### TASK OBJECTIVE
Go through the records and copy each line where the word "crate" occurs.

Items from a data source

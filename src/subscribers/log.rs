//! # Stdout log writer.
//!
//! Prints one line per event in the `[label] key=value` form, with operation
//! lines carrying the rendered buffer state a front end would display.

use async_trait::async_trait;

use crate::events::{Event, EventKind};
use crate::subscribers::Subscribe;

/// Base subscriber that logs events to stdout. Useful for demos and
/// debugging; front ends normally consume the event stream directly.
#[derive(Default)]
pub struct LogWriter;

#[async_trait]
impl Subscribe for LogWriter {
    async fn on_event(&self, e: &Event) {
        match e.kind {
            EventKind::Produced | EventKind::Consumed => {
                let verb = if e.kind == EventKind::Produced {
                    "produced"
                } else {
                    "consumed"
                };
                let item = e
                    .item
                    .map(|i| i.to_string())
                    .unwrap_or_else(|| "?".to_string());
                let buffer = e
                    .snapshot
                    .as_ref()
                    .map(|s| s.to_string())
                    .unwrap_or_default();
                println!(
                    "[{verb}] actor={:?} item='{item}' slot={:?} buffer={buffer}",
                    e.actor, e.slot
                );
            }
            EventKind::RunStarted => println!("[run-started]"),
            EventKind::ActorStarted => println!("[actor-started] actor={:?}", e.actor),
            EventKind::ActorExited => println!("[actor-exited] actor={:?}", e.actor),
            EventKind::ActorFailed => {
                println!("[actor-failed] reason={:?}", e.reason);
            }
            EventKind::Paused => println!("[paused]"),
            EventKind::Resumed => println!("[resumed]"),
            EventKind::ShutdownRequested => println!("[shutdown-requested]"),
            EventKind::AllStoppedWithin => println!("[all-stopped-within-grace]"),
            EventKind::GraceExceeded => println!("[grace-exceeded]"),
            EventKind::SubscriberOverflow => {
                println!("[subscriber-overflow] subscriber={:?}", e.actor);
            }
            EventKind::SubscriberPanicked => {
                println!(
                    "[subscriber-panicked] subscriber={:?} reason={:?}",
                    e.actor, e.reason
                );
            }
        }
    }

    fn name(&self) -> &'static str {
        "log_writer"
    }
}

* * *

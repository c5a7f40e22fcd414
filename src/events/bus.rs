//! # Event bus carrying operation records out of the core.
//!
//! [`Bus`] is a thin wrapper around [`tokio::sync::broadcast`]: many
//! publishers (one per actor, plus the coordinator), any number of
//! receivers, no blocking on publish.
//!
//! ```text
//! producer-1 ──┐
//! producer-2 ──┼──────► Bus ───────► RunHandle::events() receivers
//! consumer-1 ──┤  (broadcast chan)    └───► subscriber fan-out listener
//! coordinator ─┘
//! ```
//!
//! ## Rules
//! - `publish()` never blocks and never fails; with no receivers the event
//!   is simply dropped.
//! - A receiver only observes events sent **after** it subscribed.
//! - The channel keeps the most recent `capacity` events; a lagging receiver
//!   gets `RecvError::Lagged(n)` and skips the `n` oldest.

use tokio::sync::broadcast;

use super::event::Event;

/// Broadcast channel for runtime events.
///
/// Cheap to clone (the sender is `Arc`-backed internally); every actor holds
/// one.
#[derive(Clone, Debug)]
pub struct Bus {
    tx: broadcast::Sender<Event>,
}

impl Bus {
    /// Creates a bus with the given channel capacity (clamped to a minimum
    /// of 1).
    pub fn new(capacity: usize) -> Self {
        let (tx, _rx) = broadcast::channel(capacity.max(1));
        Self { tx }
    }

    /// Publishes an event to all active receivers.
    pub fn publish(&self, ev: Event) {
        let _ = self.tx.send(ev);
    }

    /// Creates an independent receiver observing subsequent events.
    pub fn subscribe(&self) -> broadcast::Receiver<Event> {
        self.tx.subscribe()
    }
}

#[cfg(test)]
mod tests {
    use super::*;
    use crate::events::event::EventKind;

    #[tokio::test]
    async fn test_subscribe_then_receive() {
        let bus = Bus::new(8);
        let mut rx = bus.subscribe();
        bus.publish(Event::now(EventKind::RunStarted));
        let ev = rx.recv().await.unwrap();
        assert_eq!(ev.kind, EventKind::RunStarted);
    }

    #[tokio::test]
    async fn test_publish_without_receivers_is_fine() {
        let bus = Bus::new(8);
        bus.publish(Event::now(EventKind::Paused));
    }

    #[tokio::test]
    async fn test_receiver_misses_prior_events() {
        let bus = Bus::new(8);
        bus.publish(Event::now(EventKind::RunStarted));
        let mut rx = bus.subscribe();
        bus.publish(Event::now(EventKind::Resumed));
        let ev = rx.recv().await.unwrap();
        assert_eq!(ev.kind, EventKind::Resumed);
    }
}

### WRITTEN ANSWER
use crate::events::{Event, EventKind};
use crate::subscribers::Subscribe;
    use crate::events::event::EventKind;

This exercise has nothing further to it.